Anyone tried this? I think this might be a useful tool, better then regular meditation where it's so easy to drift and lose focus. i will be trying this out.

http://www.the-guided-meditation-site.com/candle-meditation.html


----------



## TDX (Jul 12, 2014)

There was a study in patients with panic disorder where they induced depersonalization by making them stare at a dot in the wall. "Candle Meditation" seems to be the same thing, so I think it's not a good idea.


----------



## Zed (Jul 25, 2015)

TDX said:


> There was a study in patients with panic disorder where they induced depersonalization by making them stare at a dot in the wall. "Candle Meditation" seems to be the same thing, so I think it's not a good idea.

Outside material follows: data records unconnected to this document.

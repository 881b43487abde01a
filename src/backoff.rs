//! Exponential backoff with jitter, used to pace reconnection attempts.

use std::time::Duration;

use rand::Rng;

/// Each call to [`Backoff::next`] returns the current delay plus up to 25%
/// jitter, then advances the delay by the multiplier up to the cap. Every
/// reconnection task owns its own instance.
#[derive(Debug)]
pub struct Backoff {
    initial: Duration,
    max: Duration,
    multiplier: f64,
    current: Duration,
}

impl Backoff {
    pub fn new(initial: Duration, max: Duration, multiplier: f64) -> Self {
        Self {
            initial,
            max,
            multiplier,
            current: initial,
        }
    }

    /// Return the next delay and advance the sequence.
    pub fn next(&mut self) -> Duration {
        let jitter = self.current.mul_f64(0.25 * rand::thread_rng().gen::<f64>());
        let delay = self.current + jitter;

        self.current = self.current.mul_f64(self.multiplier);
        if self.current > self.max {
            self.current = self.max;
        }

        delay
    }

    /// Restart the sequence from the initial delay.
    pub fn reset(&mut self) {
        self.current = self.initial;
    }

    /// The delay the next call to [`Backoff::next`] will be based on.
    pub fn current(&self) -> Duration {
        self.current
    }
}

#[cfg(test)]
mod tests {
    use super::*;

    #[test]
    fn floor_is_nondecreasing_up_to_max() {
        let mut backoff = Backoff::new(
            Duration::from_millis(100),
            Duration::from_secs(10),
            2.0,
        );

        let mut previous = Duration::ZERO;
        for _ in 0..12 {
            let floor = backoff.current();
            assert!(floor >= previous);
            assert!(floor <= Duration::from_secs(10));
            previous = floor;
            backoff.next();
        }
        assert_eq!(backoff.current(), Duration::from_secs(10));
    }

    #[test]
    fn next_includes_bounded_jitter() {
        let mut backoff = Backoff::new(Duration::from_secs(1), Duration::from_secs(30), 2.0);
        for _ in 0..50 {
            let floor = backoff.current();
            let delay = backoff.next();
            assert!(delay >= floor);
            assert!(delay <= floor.mul_f64(1.25));
        }
    }

    #[test]
    fn reset_restores_initial() {
        let mut backoff = Backoff::new(Duration::from_secs(1), Duration::from_secs(30), 2.0);
        backoff.next();
        backoff.next();
        assert!(backoff.current() > Duration::from_secs(1));
        backoff.reset();
        assert_eq!(backoff.current(), Duration::from_secs(1));
    }

    #[test]
    fn caps_at_max() {
        let mut backoff = Backoff::new(Duration::from_secs(4), Duration::from_secs(5), 3.0);
        backoff.next();
        assert_eq!(backoff.current(), Duration::from_secs(5));
        backoff.next();
        assert_eq!(backoff.current(), Duration::from_secs(5));
    }
}
use thiserror::Error;

#[derive(Error, Debug)]
pub enum BoreError {
    #[error("tunnel '{0}' not found in config")]
    UnknownTunnel(String),

    #[error("group '{0}' not found in config")]
    UnknownGroup(String),

    #[error("port conflict: {port} already used by tunnel '{incumbent}'")]
    PortConflict { port: u16, incumbent: String },

    #[error("tunnel '{0}' is not running")]
    NotRunning(String),

    #[error("request is missing a host")]
    HostRequired,

    #[error("failed to connect to host '{host}': {source}")]
    TransportFailed {
        host: String,
        #[source]
        source: Box<BoreError>,
    },

    #[error("no SSH authentication methods available: {0}")]
    AuthUnavailable(String),

    #[error("failed to reach proxy host '{proxy}': {message}")]
    ProxyUnreachable { proxy: String, message: String },

    #[error("SSH handshake failed: {0}")]
    HandshakeFailed(String),

    #[error("timed out dialing {0}")]
    DialTimeout(String),

    #[error("operation cancelled")]
    Cancelled,

    #[error("SSH session not connected")]
    NotConnected,

    #[error("keepalive failed: {0}")]
    KeepaliveFailed(String),

    #[error("failed to listen on {addr}: {source}")]
    BindFailed {
        addr: String,
        #[source]
        source: std::io::Error,
    },

    #[error("failed to listen on remote {addr}: {message}")]
    RemoteBindFailed { addr: String, message: String },

    #[error("invalid request: {0}")]
    InvalidRequest(String),

    #[error("configuration error: {0}")]
    Config(String),

    #[error("state file error: {0}")]
    State(String),

    #[error("SSH error: {0}")]
    Ssh(#[from] russh::Error),

    #[error("I/O error: {0}")]
    Io(#[from] std::io::Error),

    #[error("JSON error: {0}")]
    Json(#[from] serde_json::Error),
}

pub type Result<T> = std::result::Result<T, BoreError>;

How about you try it before you start knocking it?

The study in patients with panic disorder is hardly relatable to dp.


----------



## Zed (Jul 25, 2015)

Pondererer said:


> Anyone tried this? I think this might be a useful tool, better then regular meditation where it's so easy to drift and lose focus. i will be trying this out.
> 
> http://www.the-guided-meditation-site.com/candle-meditation.html


This sounds interesting. Anything which helps calm an anxious mind has to be well worth trying.


----------



## TDX (Jul 12, 2014)

> The study in patients with panic disorder is hardly relatable to dp.

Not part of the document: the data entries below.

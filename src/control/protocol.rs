//! Wire types for the control socket.
//!
//! Requests are `{"type": ..., "data": ...}`; responses are
//! `{"success": bool, "error"?: ..., "data"?: ...}`.

use serde::{Deserialize, Serialize};

pub const REQ_PING: &str = "ping";
pub const REQ_STATUS: &str = "status";
pub const REQ_STOP: &str = "stop";
pub const REQ_TUNNEL_UP: &str = "tunnel_up";
pub const REQ_TUNNEL_DOWN: &str = "tunnel_down";
pub const REQ_GROUP_ENABLE: &str = "group_enable";
pub const REQ_GROUP_DISABLE: &str = "group_disable";
pub const REQ_RELOAD_CONFIG: &str = "reload_config";

#[derive(Debug, Clone, Serialize, Deserialize)]
pub struct Request {
    #[serde(rename = "type")]
    pub kind: String,
    #[serde(default, skip_serializing_if = "Option::is_none")]
    pub data: Option<RequestData>,
}

/// Payload for tunnel and group requests. `host` is required when
/// bringing something up and absent when taking it down.
#[derive(Debug, Clone, Serialize, Deserialize)]
pub struct RequestData {
    pub name: String,
    #[serde(default, skip_serializing_if = "Option::is_none")]
    pub host: Option<String>,
}

#[derive(Debug, Clone, Serialize, Deserialize)]
pub struct Response {
    pub success: bool,
    #[serde(default, skip_serializing_if = "Option::is_none")]
    pub error: Option<String>,
    #[serde(default, skip_serializing_if = "Option::is_none")]
    pub data: Option<serde_json::Value>,
}

impl Response {
    pub fn ok() -> Self {
        Self {
            success: true,
            error: None,
            data: None,
        }
    }

    pub fn ok_with<T: Serialize>(data: &T) -> Self {
        match serde_json::to_value(data) {
            Ok(value) => Self {
                success: true,
                error: None,
                data: Some(value),
            },
            Err(e) => Self::error(format!("failed to encode response: {}", e)),
        }
    }

    pub fn error(message: impl Into<String>) -> Self {
        Self {
            success: false,
            error: Some(message.into()),
            data: None,
        }
    }
}

#[derive(Debug, Clone, Serialize, Deserialize)]
pub struct StatusResponse {
    pub running: bool,
    pub pid: u32,
    pub uptime: String,
    pub tunnels: Vec<TunnelStatusInfo>,
    pub groups: Vec<GroupStatus>,
    pub network: NetworkStatusInfo,
}

#[derive(Debug, Clone, Serialize, Deserialize)]
pub struct TunnelStatusInfo {
    pub name: String,
    #[serde(rename = "type")]
    pub kind: String,
    pub host: String,
    pub local_port: u16,
    pub remote_host: String,
    pub remote_port: u16,
    pub status: String,
    #[serde(default, skip_serializing_if = "Option::is_none")]
    pub error: Option<String>,
    pub bytes_sent: u64,
    pub bytes_received: u64,
    pub connections: u64,
    pub reconnect_count: u32,
    #[serde(default, skip_serializing_if = "Option::is_none")]
    pub uptime: Option<String>,
}

#[derive(Debug, Clone, Serialize, Deserialize)]
pub struct GroupStatus {
    pub name: String,
    pub description: String,
    pub enabled: bool,
    pub tunnels: Vec<String>,
}

#[derive(Debug, Clone, Serialize, Deserialize)]
pub struct NetworkStatusInfo {
    pub status: String,
}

Doing something that might induce depersonalization for someone who already has DPD doesn't sound to me like a good idea. Especially not if there is a user who even got DPD from something like this:

"My DP/DR was triggered by looking too much into my computer screen and concentrating on this "virtual" thing. I suddenly had the feeling that something seriously changed or got damaged inside of my brain and since this day, nothing was the same anymore. Of course nothing was damaged, but it really felt like that."

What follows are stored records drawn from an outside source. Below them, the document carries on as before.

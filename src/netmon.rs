//! Network availability monitoring.
//!
//! The monitor polls a well-known DNS name every few seconds and reports
//! transitions between available and unavailable. It never initiates
//! reconnection itself; it only supplies edges and a wait primitive for
//! the daemon's reconnection tasks.

use std::future::Future;
use std::pin::Pin;
use std::sync::{Arc, Mutex};
use std::time::Duration;

use tokio::sync::watch;
use tokio_util::sync::CancellationToken;
use tracing::debug;

use crate::error::{BoreError, Result};

const PROBE_INTERVAL: Duration = Duration::from_secs(5);
const PROBE_HOST: &str = "dns.google:443";

#[derive(Debug, Clone, Copy, PartialEq, Eq)]
pub enum NetStatus {
    Unknown,
    Available,
    Unavailable,
}

impl NetStatus {
    pub fn as_str(&self) -> &'static str {
        match self {
            NetStatus::Unknown => "unknown",
            NetStatus::Available => "available",
            NetStatus::Unavailable => "unavailable",
        }
    }
}

type Probe = Arc<dyn Fn() -> Pin<Box<dyn Future<Output = bool> + Send>> + Send + Sync>;
type ChangeCallback = Arc<dyn Fn(NetStatus) + Send + Sync>;

pub struct NetworkMonitor {
    status: watch::Sender<NetStatus>,
    on_change: Mutex<Option<ChangeCallback>>,
    cancel: CancellationToken,
    probe: Probe,
}

impl NetworkMonitor {
    pub fn new() -> Arc<Self> {
        Self::with_probe(Arc::new(|| {
            Box::pin(async { tokio::net::lookup_host(PROBE_HOST).await.is_ok() })
        }))
    }

    /// Build a monitor with a custom probe. Tests drive transitions by
    /// flipping what the probe returns.
    pub fn with_probe(probe: Probe) -> Arc<Self> {
        let (status, _) = watch::channel(NetStatus::Unknown);
        Arc::new(Self {
            status,
            on_change: Mutex::new(None),
            cancel: CancellationToken::new(),
            probe,
        })
    }

    /// Start the polling task. Probes immediately, then on an interval.
    pub fn start(self: &Arc<Self>) {
        let monitor = Arc::clone(self);
        tokio::spawn(async move {
            monitor.probe_now().await;
            let mut ticker = tokio::time::interval(PROBE_INTERVAL);
            ticker.tick().await;
            loop {
                tokio::select! {
                    _ = monitor.cancel.cancelled() => return,
                    _ = ticker.tick() => monitor.probe_now().await,
                }
            }
        });
    }

    /// Run one probe and publish the result. The poll loop calls this on
    /// its interval; tests call it directly to drive transitions.
    pub async fn probe_now(&self) {
        let reachable = (self.probe)().await;
        let new_status = if reachable {
            NetStatus::Available
        } else {
            NetStatus::Unavailable
        };

        let changed = self.status.send_if_modified(|current| {
            if *current == new_status {
                false
            } else {
                *current = new_status;
                true
            }
        });

        if changed {
            debug!(status = new_status.as_str(), "network status changed");
            let callback = self.on_change.lock().unwrap().clone();
            if let Some(callback) = callback {
                callback(new_status);
            }
        }
    }

    pub fn status(&self) -> NetStatus {
        *self.status.borrow()
    }

    pub fn is_available(&self) -> bool {
        self.status() == NetStatus::Available
    }

    /// Register a transition callback. At most one subscriber; a new
    /// registration displaces the previous one.
    pub fn subscribe(&self, callback: impl Fn(NetStatus) + Send + Sync + 'static) {
        *self.on_change.lock().unwrap() = Some(Arc::new(callback));
    }

    /// Block until the network is available or `cancel` fires. The watch
    /// receiver is subscribed before the availability check, so an edge
    /// landing between check and wait is never lost.
    pub async fn wait_for_available(&self, cancel: &CancellationToken) -> Result<()> {
        let mut rx = self.status.subscribe();
        if *rx.borrow() == NetStatus::Available {
            return Ok(());
        }

        loop {
            tokio::select! {
                _ = cancel.cancelled() => return Err(BoreError::Cancelled),
                changed = rx.changed() => {
                    if changed.is_err() {
                        return Err(BoreError::Cancelled);
                    }
                    if *rx.borrow_and_update() == NetStatus::Available {
                        return Ok(());
                    }
                }
            }
        }
    }

    pub fn stop(&self) {
        self.cancel.cancel();
    }
}

#[cfg(test)]
mod tests {
    use super::*;
    use std::sync::atomic::{AtomicBool, AtomicUsize, Ordering};

    fn flip_probe(flag: Arc<AtomicBool>) -> Probe {
        Arc::new(move || {
            let flag = Arc::clone(&flag);
            Box::pin(async move { flag.load(Ordering::SeqCst) })
        })
    }

    #[tokio::test]
    async fn reports_transitions_only() {
        let up = Arc::new(AtomicBool::new(true));
        let monitor = NetworkMonitor::with_probe(flip_probe(Arc::clone(&up)));

        let fired = Arc::new(AtomicUsize::new(0));
        let fired_clone = Arc::clone(&fired);
        monitor.subscribe(move |_| {
            fired_clone.fetch_add(1, Ordering::SeqCst);
        });

        monitor.probe_now().await;
        monitor.probe_now().await;
        assert_eq!(monitor.status(), NetStatus::Available);
        assert_eq!(fired.load(Ordering::SeqCst), 1);

        up.store(false, Ordering::SeqCst);
        monitor.probe_now().await;
        assert_eq!(monitor.status(), NetStatus::Unavailable);
        assert_eq!(fired.load(Ordering::SeqCst), 2);
    }

    #[tokio::test]
    async fn wait_returns_immediately_when_available() {
        let up = Arc::new(AtomicBool::new(true));
        let monitor = NetworkMonitor::with_probe(flip_probe(up));
        monitor.probe_now().await;

        let cancel = CancellationToken::new();
        monitor.wait_for_available(&cancel).await.unwrap();
    }

    #[tokio::test]
    async fn waiter_wakes_on_edge() {
        let up = Arc::new(AtomicBool::new(false));
        let monitor = NetworkMonitor::with_probe(flip_probe(Arc::clone(&up)));
        monitor.probe_now().await;

        let cancel = CancellationToken::new();
        let waiter = {
            let monitor = Arc::clone(&monitor);
            let cancel = cancel.clone();
            tokio::spawn(async move { monitor.wait_for_available(&cancel).await })
        };

        up.store(true, Ordering::SeqCst);
        monitor.probe_now().await;

        tokio::time::timeout(Duration::from_secs(1), waiter)
            .await
            .expect("waiter should wake on the available edge")
            .unwrap()
            .unwrap();
    }

    #[tokio::test]
    async fn wait_honors_cancellation() {
        let up = Arc::new(AtomicBool::new(false));
        let monitor = NetworkMonitor::with_probe(flip_probe(up));
        monitor.probe_now().await;

        let cancel = CancellationToken::new();
        cancel.cancel();
        let err = monitor.wait_for_available(&cancel).await.unwrap_err();
        assert!(matches!(err, BoreError::Cancelled));
    }

    #[tokio::test]
    async fn resubscribing_displaces_prior_callback() {
        let up = Arc::new(AtomicBool::new(true));
        let monitor = NetworkMonitor::with_probe(flip_probe(up));

        let first = Arc::new(AtomicUsize::new(0));
        let second = Arc::new(AtomicUsize::new(0));
        {
            let first = Arc::clone(&first);
            monitor.subscribe(move |_| {
                first.fetch_add(1, Ordering::SeqCst);
            });
        }
        {
            let second = Arc::clone(&second);
            monitor.subscribe(move |_| {
                second.fetch_add(1, Ordering::SeqCst);
            });
        }

        monitor.probe_now().await;
        assert_eq!(first.load(Ordering::SeqCst), 0);
        assert_eq!(second.load(Ordering::SeqCst), 1);
    }
}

Source: http://www.dpselfhelp.com/forum/index.php?/topic/51302-in-which-situation-did-your-dpdr-start/#entry355938


----------



## Zed (Jul 25, 2015)

TDX said:


> Doing something that might induce depersonalization for someone who already has DPD doesn't sound to me like a good idea. Especially not if there is a user who even got DPD from something like this:
> 
> "My DP/DR was triggered by looking too much into my computer screen and concentrating on this "virtual" thing. I suddenly had the feeling that something seriously changed or got damaged inside of my brain and since this day, nothing was the same anymore. Of course nothing was damaged, but it really felt like that."
> 
> Source: http://www.dpselfhelp.com/forum/index.php?/topic/51302-in-which-situation-did-your-dpdr-start/#entry355938


LOL.. Are you serious? This post has nothing to do with using candle meditation and is not relatable in any way.. It's about someone who TRIGGERED their dpd by staring at a some 'virtual thing' image on computer screen... Whoopy doo.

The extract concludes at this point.